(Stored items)
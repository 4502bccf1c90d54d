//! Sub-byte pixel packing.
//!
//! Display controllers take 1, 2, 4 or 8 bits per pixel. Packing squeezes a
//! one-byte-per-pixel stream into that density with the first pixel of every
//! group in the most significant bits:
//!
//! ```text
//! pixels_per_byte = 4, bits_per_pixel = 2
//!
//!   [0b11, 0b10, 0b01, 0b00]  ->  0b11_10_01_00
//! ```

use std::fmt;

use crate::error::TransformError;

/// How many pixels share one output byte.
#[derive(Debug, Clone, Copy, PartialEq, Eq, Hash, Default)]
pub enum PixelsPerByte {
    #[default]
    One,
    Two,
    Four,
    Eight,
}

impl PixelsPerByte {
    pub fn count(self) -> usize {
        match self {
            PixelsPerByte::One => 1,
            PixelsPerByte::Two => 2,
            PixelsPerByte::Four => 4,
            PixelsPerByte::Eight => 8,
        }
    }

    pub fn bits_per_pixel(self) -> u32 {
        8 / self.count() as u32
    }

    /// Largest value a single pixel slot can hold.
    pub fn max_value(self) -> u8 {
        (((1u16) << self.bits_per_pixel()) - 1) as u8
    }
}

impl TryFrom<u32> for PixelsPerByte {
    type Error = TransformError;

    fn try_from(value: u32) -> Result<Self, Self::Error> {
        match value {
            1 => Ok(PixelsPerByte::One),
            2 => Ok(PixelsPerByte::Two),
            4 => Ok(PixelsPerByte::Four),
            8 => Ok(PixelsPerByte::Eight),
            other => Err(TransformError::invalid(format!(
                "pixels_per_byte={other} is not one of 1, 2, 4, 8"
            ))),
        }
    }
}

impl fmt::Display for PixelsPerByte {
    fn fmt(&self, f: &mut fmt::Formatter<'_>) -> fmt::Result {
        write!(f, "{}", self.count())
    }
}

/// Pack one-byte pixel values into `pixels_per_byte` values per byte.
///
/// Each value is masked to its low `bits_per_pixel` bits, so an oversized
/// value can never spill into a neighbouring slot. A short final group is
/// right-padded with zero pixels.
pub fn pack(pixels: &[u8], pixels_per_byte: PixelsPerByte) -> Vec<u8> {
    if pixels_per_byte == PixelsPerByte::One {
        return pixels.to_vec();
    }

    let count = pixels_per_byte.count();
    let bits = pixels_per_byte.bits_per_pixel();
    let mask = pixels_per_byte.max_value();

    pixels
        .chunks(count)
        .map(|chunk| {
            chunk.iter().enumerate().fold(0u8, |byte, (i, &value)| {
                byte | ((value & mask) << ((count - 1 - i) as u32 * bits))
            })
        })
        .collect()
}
==
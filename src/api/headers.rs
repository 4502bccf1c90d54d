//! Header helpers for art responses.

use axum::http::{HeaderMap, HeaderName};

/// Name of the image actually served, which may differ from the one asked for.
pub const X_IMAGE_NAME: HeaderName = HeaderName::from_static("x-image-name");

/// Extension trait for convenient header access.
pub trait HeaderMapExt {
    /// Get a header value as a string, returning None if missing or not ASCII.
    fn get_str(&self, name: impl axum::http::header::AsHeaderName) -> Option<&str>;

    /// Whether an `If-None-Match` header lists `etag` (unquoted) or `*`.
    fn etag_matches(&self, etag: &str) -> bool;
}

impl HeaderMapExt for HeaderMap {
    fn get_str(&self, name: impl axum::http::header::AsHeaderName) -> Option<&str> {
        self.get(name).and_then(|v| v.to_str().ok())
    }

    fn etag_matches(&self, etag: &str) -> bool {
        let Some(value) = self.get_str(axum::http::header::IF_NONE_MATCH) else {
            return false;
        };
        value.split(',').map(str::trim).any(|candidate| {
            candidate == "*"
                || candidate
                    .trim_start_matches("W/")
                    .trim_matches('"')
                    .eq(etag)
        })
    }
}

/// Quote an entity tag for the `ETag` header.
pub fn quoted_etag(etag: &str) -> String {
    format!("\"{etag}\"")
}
* * *
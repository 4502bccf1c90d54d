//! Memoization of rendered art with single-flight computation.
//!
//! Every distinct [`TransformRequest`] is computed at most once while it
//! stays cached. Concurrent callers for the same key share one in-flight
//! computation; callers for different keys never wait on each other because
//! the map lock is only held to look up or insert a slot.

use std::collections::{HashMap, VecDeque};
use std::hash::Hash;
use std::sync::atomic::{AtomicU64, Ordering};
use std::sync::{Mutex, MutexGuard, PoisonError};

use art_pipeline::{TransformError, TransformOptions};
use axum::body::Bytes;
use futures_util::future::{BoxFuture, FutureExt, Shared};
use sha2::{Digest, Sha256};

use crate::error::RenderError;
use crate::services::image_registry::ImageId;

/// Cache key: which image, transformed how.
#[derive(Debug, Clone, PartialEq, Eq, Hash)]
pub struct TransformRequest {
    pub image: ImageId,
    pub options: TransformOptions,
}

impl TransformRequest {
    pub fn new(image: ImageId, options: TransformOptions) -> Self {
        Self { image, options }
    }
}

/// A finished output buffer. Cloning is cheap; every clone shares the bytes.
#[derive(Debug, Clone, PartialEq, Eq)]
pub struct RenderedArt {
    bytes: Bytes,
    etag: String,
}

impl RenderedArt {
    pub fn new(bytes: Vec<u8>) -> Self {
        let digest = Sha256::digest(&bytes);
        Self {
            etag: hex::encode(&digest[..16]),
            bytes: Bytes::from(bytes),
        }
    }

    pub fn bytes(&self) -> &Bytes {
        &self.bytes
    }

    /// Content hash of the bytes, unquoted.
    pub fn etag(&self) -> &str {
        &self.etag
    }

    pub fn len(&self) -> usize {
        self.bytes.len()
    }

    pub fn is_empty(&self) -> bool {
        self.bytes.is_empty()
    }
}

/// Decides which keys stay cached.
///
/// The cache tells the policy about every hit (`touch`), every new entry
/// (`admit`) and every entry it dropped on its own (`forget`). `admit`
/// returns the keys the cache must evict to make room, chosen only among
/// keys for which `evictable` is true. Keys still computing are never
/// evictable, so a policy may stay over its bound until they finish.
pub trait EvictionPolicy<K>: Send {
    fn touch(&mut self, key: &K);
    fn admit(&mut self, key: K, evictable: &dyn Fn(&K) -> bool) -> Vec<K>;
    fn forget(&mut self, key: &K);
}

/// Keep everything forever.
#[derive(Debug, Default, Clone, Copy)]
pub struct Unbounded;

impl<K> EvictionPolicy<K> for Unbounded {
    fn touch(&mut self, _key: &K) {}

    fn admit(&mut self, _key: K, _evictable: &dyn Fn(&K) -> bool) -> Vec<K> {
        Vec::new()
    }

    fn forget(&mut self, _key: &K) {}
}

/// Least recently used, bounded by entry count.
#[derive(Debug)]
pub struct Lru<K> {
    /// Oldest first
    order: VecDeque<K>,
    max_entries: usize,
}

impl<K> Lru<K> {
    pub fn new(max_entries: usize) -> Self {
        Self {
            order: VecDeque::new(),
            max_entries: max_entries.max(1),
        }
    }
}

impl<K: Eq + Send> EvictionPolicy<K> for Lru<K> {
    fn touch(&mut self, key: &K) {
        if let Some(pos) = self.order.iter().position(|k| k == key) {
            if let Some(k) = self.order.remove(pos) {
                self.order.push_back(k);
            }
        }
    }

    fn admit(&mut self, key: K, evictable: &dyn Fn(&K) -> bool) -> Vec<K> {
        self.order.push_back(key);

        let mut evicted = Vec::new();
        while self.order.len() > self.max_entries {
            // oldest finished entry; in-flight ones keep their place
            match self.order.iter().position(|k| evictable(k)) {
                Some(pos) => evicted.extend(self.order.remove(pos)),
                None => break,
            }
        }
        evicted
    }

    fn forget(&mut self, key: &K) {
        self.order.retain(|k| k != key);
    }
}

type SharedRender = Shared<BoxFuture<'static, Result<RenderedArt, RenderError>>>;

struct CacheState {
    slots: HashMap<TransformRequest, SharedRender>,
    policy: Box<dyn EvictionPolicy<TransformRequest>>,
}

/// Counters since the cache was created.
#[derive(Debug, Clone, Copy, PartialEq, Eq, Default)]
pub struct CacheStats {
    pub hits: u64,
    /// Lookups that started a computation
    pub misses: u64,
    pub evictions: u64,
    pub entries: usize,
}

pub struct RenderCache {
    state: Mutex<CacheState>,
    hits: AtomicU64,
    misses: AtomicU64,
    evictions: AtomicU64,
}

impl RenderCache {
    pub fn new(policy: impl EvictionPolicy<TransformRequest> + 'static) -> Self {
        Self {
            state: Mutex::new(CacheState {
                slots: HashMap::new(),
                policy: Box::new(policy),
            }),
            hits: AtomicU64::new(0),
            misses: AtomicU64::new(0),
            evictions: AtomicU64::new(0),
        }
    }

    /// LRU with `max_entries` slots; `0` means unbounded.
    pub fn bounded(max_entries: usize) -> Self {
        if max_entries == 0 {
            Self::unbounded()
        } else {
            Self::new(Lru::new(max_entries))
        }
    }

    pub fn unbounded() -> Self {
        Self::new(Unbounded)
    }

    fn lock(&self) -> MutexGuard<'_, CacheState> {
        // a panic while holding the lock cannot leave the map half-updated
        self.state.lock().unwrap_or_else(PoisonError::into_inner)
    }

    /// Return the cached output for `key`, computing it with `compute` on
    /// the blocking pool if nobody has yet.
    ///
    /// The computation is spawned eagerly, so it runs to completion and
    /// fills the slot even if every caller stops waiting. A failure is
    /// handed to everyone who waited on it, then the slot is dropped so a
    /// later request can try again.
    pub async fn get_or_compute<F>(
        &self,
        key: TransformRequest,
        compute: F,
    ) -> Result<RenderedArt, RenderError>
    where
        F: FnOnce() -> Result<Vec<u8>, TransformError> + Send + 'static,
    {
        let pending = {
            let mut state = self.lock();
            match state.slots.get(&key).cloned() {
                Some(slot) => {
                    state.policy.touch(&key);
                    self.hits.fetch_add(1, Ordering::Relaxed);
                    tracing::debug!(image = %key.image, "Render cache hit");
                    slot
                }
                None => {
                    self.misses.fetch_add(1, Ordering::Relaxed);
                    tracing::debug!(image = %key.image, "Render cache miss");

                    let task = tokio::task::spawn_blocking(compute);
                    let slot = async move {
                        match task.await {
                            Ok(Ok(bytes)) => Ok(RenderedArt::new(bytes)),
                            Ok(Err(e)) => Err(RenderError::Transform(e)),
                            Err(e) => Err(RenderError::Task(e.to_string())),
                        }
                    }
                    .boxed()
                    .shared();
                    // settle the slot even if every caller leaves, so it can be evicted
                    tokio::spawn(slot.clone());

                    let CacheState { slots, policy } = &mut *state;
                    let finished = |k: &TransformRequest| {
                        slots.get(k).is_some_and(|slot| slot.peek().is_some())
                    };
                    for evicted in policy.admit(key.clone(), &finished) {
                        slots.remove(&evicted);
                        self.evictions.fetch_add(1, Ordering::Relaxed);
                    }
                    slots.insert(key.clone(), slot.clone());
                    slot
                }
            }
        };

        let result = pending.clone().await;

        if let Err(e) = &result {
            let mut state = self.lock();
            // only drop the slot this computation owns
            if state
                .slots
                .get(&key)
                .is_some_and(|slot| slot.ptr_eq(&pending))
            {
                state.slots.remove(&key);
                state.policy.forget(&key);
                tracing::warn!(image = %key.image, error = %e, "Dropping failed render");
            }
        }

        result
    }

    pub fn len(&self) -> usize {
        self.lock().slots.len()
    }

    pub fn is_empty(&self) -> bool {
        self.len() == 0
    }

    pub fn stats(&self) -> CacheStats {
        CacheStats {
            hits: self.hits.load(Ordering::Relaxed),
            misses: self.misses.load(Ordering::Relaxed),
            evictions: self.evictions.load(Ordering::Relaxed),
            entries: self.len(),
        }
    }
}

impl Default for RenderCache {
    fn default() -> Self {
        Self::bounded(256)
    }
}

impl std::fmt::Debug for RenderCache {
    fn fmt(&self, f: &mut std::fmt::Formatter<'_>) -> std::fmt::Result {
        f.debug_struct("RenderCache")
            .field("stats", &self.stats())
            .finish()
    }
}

### [REQUIREMENT]
Every line above that includes the word "Eight" must appear in the answer.

### [EXERCISE RESPONSE]
    Eight,
            PixelsPerByte::Eight => 8,
            8 => Ok(PixelsPerByte::Eight),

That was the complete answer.